(Source data)
####
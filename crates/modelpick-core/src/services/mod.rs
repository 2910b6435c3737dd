//! Core services - the selection pipeline and the offline validator.
//!
//! Services orchestrate between ports (trait interfaces) and domain logic.
//! They never know about concrete adapters.

mod evaluator;
mod selector;
mod validator;

pub use evaluator::{CompatibilityEvaluator, Evaluation, RejectReason, detect_format};
pub use selector::{
    OVERFETCH_MULTIPLIER, Rejection, SelectionError, SelectionOutcome, TopModelSelector,
};
pub use validator::{
    BuildMatrix, FieldCheck, MatrixEntry, ModelCheck, OCI_OVERHEAD, PrerequisiteReport,
    REQUIRED_FIELDS, SchemaReport, SchemaViolation, SchemaWarning, SimulatedCommands,
    StorageEstimate, ValidationReport, WorkflowValidator, check_schema, image_name,
    image_reference,
};
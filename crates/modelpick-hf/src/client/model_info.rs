//! Per-model metadata lookup.

use crate::error::{HfError, HfResult};
use crate::http::HttpBackend;
use crate::models::{HfModelInfo, HfRepoRef};
use crate::parsing::parse_model_info;
use crate::url::build_model_info_url;

use super::HfClient;

impl<B: HttpBackend> HfClient<B> {
    /// Fetch file listing with sizes, config and popularity for one model.
    pub(crate) async fn fetch_model_info(&self, model_id: &str) -> HfResult<HfModelInfo> {
        let repo = HfRepoRef::parse(model_id).ok_or_else(|| HfError::InvalidModelId {
            model_id: model_id.to_string(),
        })?;

        let url = build_model_info_url(&self.config, &repo);
        tracing::debug!(%url, "Fetching model info");

        let json: serde_json::Value = self.backend.get_json(&url).await?;
        let mut info = parse_model_info(&json)?;
        if info.id.is_empty() {
            info.id = repo.id();
        }
        Ok(info)
    }
}
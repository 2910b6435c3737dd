//! Core domain for modelpick.
//!
//! Holds the packaging-compatibility selection pipeline (evaluator and
//! selector), the offline workflow validator, and the port traits that
//! adapters implement. Nothing in here performs network or process I/O
//! directly; adapters are injected through [`ports`].

#![deny(unused_crate_dependencies)]

pub mod domain;
pub mod ports;
pub mod services;
pub mod settings;
pub mod utils;

// Re-export commonly used types for convenience
pub use domain::{
    AUTO_DETECTED_ARCH, CatalogDescriptor, CatalogListing, DEFAULT_FAMILIES, FamilyVocabulary,
    RawModelInfo, RepoFile, UNKNOWN, WeightFormat, extract_param_size,
};
pub use ports::{
    CatalogError, CatalogQuery, CatalogResult, ModelCatalogPort, SortKey, ToolProbePort,
};
pub use services::{
    CompatibilityEvaluator, Evaluation, PrerequisiteReport, RejectReason, Rejection,
    SchemaViolation, SelectionError, SelectionOutcome, TopModelSelector, ValidationReport,
    WorkflowValidator, detect_format,
};
pub use settings::{SelectionParams, SettingsError, ValidatorSettings};
pub use utils::system::{PackagingToolLocation, Prerequisite, ToolStatus};
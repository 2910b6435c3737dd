//! Domain types for candidate selection.
//!
//! These are pure data types with no infrastructure dependencies.

mod descriptor;
mod family;
mod param_size;
mod raw;

pub use descriptor::{AUTO_DETECTED_ARCH, CatalogDescriptor, UNKNOWN, WeightFormat};
pub use family::{DEFAULT_FAMILIES, FamilyVocabulary};
pub use param_size::extract_param_size;
pub use raw::{CONFIG_FILE_NAME, CatalogListing, RawModelInfo, RepoFile};
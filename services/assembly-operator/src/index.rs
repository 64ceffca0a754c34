//! Label-selector queries over spec sources and derived resources.
//!
//! This is the only place that lists resources by selector. Everything else
//! addresses resources by their deterministic names.

use std::collections::{BTreeMap, BTreeSet};
use std::sync::Arc;

use assembly_model::{label_keys, Labels};
use assembly_naming::{claim_index, cluster_name, AssemblyId, Role};
use futures_util::future::try_join;
use tracing::warn;

use crate::platform::{PlatformApi, PlatformResult, Scope};
use crate::resources::{Kind, Resource};

/// Enumerates assembly identities and the claims of their members.
#[derive(Clone)]
pub struct AssemblyIndex {
    platform: Arc<dyn PlatformApi>,
}

impl AssemblyIndex {
    pub fn new(platform: Arc<dyn PlatformApi>) -> Self {
        Self { platform }
    }

    /// Identities of the spec sources in `scope` matching `selector`.
    pub async fn spec_sources(
        &self,
        scope: &Scope,
        selector: &Labels,
    ) -> PlatformResult<BTreeSet<AssemblyId>> {
        let sources = self.platform.list(Kind::ConfigMap, scope, selector).await?;
        Ok(sources
            .iter()
            .filter_map(|source| {
                let meta = source.metadata();
                identity(&meta.namespace, &meta.name)
            })
            .collect())
    }

    /// Identities that still own a workload set or deployment in `scope`,
    /// read from the `assembly.io/cluster` label.
    pub async fn owners_of_derived(&self, scope: &Scope) -> PlatformResult<BTreeSet<AssemblyId>> {
        let selector = Labels::derived();
        let (sets, deployments) = try_join(
            self.platform.list(Kind::StatefulSet, scope, &selector),
            self.platform.list(Kind::Deployment, scope, &selector),
        )
        .await?;

        Ok(sets
            .iter()
            .chain(deployments.iter())
            .filter_map(owner_of)
            .collect())
    }

    /// Claims that currently exist for the `role` members of `assembly`,
    /// keyed by member index.
    pub async fn claims_of(
        &self,
        namespace: &str,
        assembly: &str,
        role: Role,
    ) -> PlatformResult<BTreeMap<u32, String>> {
        let cluster = cluster_name(assembly, role);
        let claims = self
            .platform
            .list(
                Kind::PersistentVolumeClaim,
                &Scope::Namespace(namespace.to_string()),
                &Labels::for_derived(assembly, role),
            )
            .await?;

        Ok(claims
            .iter()
            .filter_map(|claim| {
                let name = &claim.metadata().name;
                claim_index(&cluster, name).map(|index| (index, name.clone()))
            })
            .collect())
    }
}

fn owner_of(resource: &Resource) -> Option<AssemblyId> {
    let meta = resource.metadata();
    let owner = meta.labels.get(label_keys::CLUSTER)?;
    identity(&meta.namespace, owner)
}

fn identity(namespace: &str, name: &str) -> Option<AssemblyId> {
    match AssemblyId::new(namespace, name) {
        Ok(id) => Some(id),
        Err(e) => {
            warn!(namespace, name, error = %e, "Skipping resource with invalid assembly identity");
            None
        }
    }
}
#[cfg(test)]
mod tests {
    use super::*;
    use assembly_model::{StorageType, keys};
    use assembly_naming::claim_name;

    fn spec(data: &[(&str, &str)]) -> AssemblySpec {
        let data = data
            .iter()
            .map(|(k, v)| (k.to_string(), v.to_string()))
            .collect();
        AssemblySpec::from_data(AssemblyId::new("my-namespace", "my-cluster").unwrap(), &data)
            .unwrap()
    }

    fn requested(spec: &AssemblySpec) -> impl Fn(Role) -> StorageConfig + '_ {
        move |role| spec.cluster(role).storage.clone()
    }

    #[test]
    fn test_names_follow_scheme() {
        let spec = spec(&[(keys::TOPIC_CONTROLLER_CONFIG, "{}")]);
        let desired = DesiredResources::for_spec(&spec, requested(&spec));

        let names: Vec<&str> = desired.services.keys().map(String::as_str).collect();
        assert_eq!(
            names,
            vec![
                "my-cluster-kafka",
                "my-cluster-kafka-headless",
                "my-cluster-zookeeper",
                "my-cluster-zookeeper-headless",
            ]
        );
        assert!(desired.config_maps.contains_key("my-cluster-kafka-metrics-config"));
        assert!(desired.config_maps.contains_key("my-cluster-zookeeper-metrics-config"));
        assert!(desired.stateful_sets.contains_key("my-cluster-kafka"));
        assert!(desired.deployments["my-cluster-topic-controller"].is_present());
        assert_eq!(desired.len(), 9);
    }

    #[test]
    fn test_no_controller_config_means_absent_deployment() {
        let spec = spec(&[]);
        let desired = DesiredResources::for_spec(&spec, requested(&spec));
        assert_eq!(desired.deployments["my-cluster-topic-controller"], Desired::Absent);
    }

    #[test]
    fn test_absent_covers_every_name() {
        let spec = spec(&[(keys::TOPIC_CONTROLLER_CONFIG, "{}")]);
        let present = DesiredResources::for_spec(&spec, requested(&spec));
        let absent = DesiredResources::absent("my-cluster");

        assert!(present.config_maps.keys().eq(absent.config_maps.keys()));
        assert!(present.services.keys().eq(absent.services.keys()));
        assert!(present.stateful_sets.keys().eq(absent.stateful_sets.keys()));
        assert!(present.deployments.keys().eq(absent.deployments.keys()));
    }

    #[test]
    fn test_persistent_claim_set_uses_claim_template() {
        let spec = spec(&[
            (keys::KAFKA_REPLICAS, "3"),
            (
                keys::KAFKA_STORAGE,
                r#"{"type": "persistent-claim", "size": "123", "class": "foo"}"#,
            ),
        ]);
        let set = KafkaCluster.stateful_set(&spec.id, &spec.kafka, &spec.kafka.storage);

        assert_eq!(set.spec.replicas, 3);
        assert_eq!(set.spec.service_name, "my-cluster-kafka-headless");
        assert_eq!(set.storage_class(), Some("foo"));
        assert_eq!(set.recorded_storage(), Some(spec.kafka.storage.clone()));
        assert!(set
            .spec
            .template
            .volumes
            .iter()
            .all(|v| v.name != CLAIM_TEMPLATE_NAME));
        // The platform names claims from the template and the member.
        let template = &set.spec.volume_claim_templates[0];
        assert_eq!(
            format!("{}-my-cluster-kafka-0", template.name),
            claim_name("my-cluster-kafka", 0)
        );
    }

    #[test]
    fn test_ephemeral_set_uses_empty_dir() {
        let spec = spec(&[]);
        let set = ZookeeperCluster.stateful_set(&spec.id, &spec.zookeeper, &spec.zookeeper.storage);

        assert_eq!(spec.zookeeper.storage.storage_type, StorageType::Ephemeral);
        assert!(set.spec.volume_claim_templates.is_empty());
        assert!(set.spec.template.volumes.contains(&Volume {
            name: CLAIM_TEMPLATE_NAME.to_string(),
            source: VolumeSource::EmptyDir,
        }));
    }

    #[test]
    fn test_metrics_port_only_with_metrics_config() {
        let plain = spec(&[]);
        let with_metrics = spec(&[(
            keys::KAFKA_METRICS_CONFIG,
            r#"{"lowercaseOutputName": true}"#,
        )]);

        let svc = KafkaCluster.service(&plain.id, &plain.kafka);
        assert!(svc.spec.ports.iter().all(|p| p.port != METRICS_PORT));

        let svc = KafkaCluster.service(&with_metrics.id, &with_metrics.kafka);
        assert!(svc.spec.ports.iter().any(|p| p.port == METRICS_PORT));
    }

    #[test]
    fn test_topic_controller_image_override() {
        let id = AssemblyId::new("ns", "c").unwrap();
        let default = topic_controller(&id, &serde_json::json!({}));
        assert_eq!(default.spec.template.containers[0].image, DEFAULT_TOPIC_CONTROLLER_IMAGE);

        let custom = topic_controller(&id, &serde_json::json!({"image": "custom:1"}));
        assert_eq!(custom.spec.template.containers[0].image, "custom:1");
        assert_eq!(
            custom.spec.template.containers[0].env["KAFKA_BOOTSTRAP_SERVERS"],
            "c-kafka:9092"
        );
    }
}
####
WHAT THE TASK REQUIRES: Search the records for the string "PrerequisiteReport" and report each line that has it.

EXERCISE ANSWER:
    BuildMatrix, FieldCheck, MatrixEntry, ModelCheck, OCI_OVERHEAD, PrerequisiteReport,
    CompatibilityEvaluator, Evaluation, PrerequisiteReport, RejectReason, Rejection,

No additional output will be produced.